● About this task
Below are some records; output exactly the lines from the line with "pub struct LedDriverMode(pub u8);" to the line with "from each frame.", both ends kept, and nothing more.

● Exercise material
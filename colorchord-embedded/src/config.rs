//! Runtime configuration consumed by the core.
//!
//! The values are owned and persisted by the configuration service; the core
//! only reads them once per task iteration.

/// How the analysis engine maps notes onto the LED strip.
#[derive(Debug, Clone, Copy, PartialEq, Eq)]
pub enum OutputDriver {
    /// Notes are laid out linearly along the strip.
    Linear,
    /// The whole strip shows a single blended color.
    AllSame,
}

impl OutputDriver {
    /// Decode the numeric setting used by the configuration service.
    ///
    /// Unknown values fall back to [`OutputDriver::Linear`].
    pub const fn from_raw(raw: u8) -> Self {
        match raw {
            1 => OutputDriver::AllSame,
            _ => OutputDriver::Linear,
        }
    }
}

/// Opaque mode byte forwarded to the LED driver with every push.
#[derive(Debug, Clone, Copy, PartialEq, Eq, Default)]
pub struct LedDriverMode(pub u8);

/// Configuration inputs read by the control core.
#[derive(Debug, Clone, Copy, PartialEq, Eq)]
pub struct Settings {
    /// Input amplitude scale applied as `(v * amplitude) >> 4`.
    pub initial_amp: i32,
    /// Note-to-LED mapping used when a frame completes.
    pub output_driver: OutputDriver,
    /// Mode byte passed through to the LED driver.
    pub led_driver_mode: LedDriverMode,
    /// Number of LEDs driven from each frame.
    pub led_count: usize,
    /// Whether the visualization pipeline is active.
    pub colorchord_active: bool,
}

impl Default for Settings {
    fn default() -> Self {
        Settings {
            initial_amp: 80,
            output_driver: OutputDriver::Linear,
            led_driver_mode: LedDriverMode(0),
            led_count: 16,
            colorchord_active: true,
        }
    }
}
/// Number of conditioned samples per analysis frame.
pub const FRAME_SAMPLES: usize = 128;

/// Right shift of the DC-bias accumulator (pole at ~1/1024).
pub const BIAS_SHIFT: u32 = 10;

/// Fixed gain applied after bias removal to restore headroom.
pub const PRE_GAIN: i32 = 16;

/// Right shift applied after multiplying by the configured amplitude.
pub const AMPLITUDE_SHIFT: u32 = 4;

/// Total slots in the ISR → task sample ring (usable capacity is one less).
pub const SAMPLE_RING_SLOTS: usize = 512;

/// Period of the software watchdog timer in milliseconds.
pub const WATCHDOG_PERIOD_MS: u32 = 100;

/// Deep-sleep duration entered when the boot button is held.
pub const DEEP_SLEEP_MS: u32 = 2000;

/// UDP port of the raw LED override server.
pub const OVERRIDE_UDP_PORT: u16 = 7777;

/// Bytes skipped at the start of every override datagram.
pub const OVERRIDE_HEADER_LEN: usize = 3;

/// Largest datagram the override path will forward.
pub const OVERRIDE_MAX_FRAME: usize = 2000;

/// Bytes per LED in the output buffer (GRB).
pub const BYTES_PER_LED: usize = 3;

* * *

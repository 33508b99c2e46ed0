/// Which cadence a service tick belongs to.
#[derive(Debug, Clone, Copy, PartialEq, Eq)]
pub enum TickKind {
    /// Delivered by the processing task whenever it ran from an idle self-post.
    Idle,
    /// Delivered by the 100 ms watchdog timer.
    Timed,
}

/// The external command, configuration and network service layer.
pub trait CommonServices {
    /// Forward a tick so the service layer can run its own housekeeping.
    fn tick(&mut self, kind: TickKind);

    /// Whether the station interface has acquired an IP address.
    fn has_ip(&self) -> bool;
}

● Response for this exercise
pub struct LedDriverMode(pub u8);

/// Configuration inputs read by the control core.
#[derive(Debug, Clone, Copy, PartialEq, Eq)]
pub struct Settings {
    /// Input amplitude scale applied as `(v * amplitude) >> 4`.
    pub initial_amp: i32,
    /// Note-to-LED mapping used when a frame completes.
    pub output_driver: OutputDriver,
    /// Mode byte passed through to the LED driver.
    pub led_driver_mode: LedDriverMode,
    /// Number of LEDs driven from each frame.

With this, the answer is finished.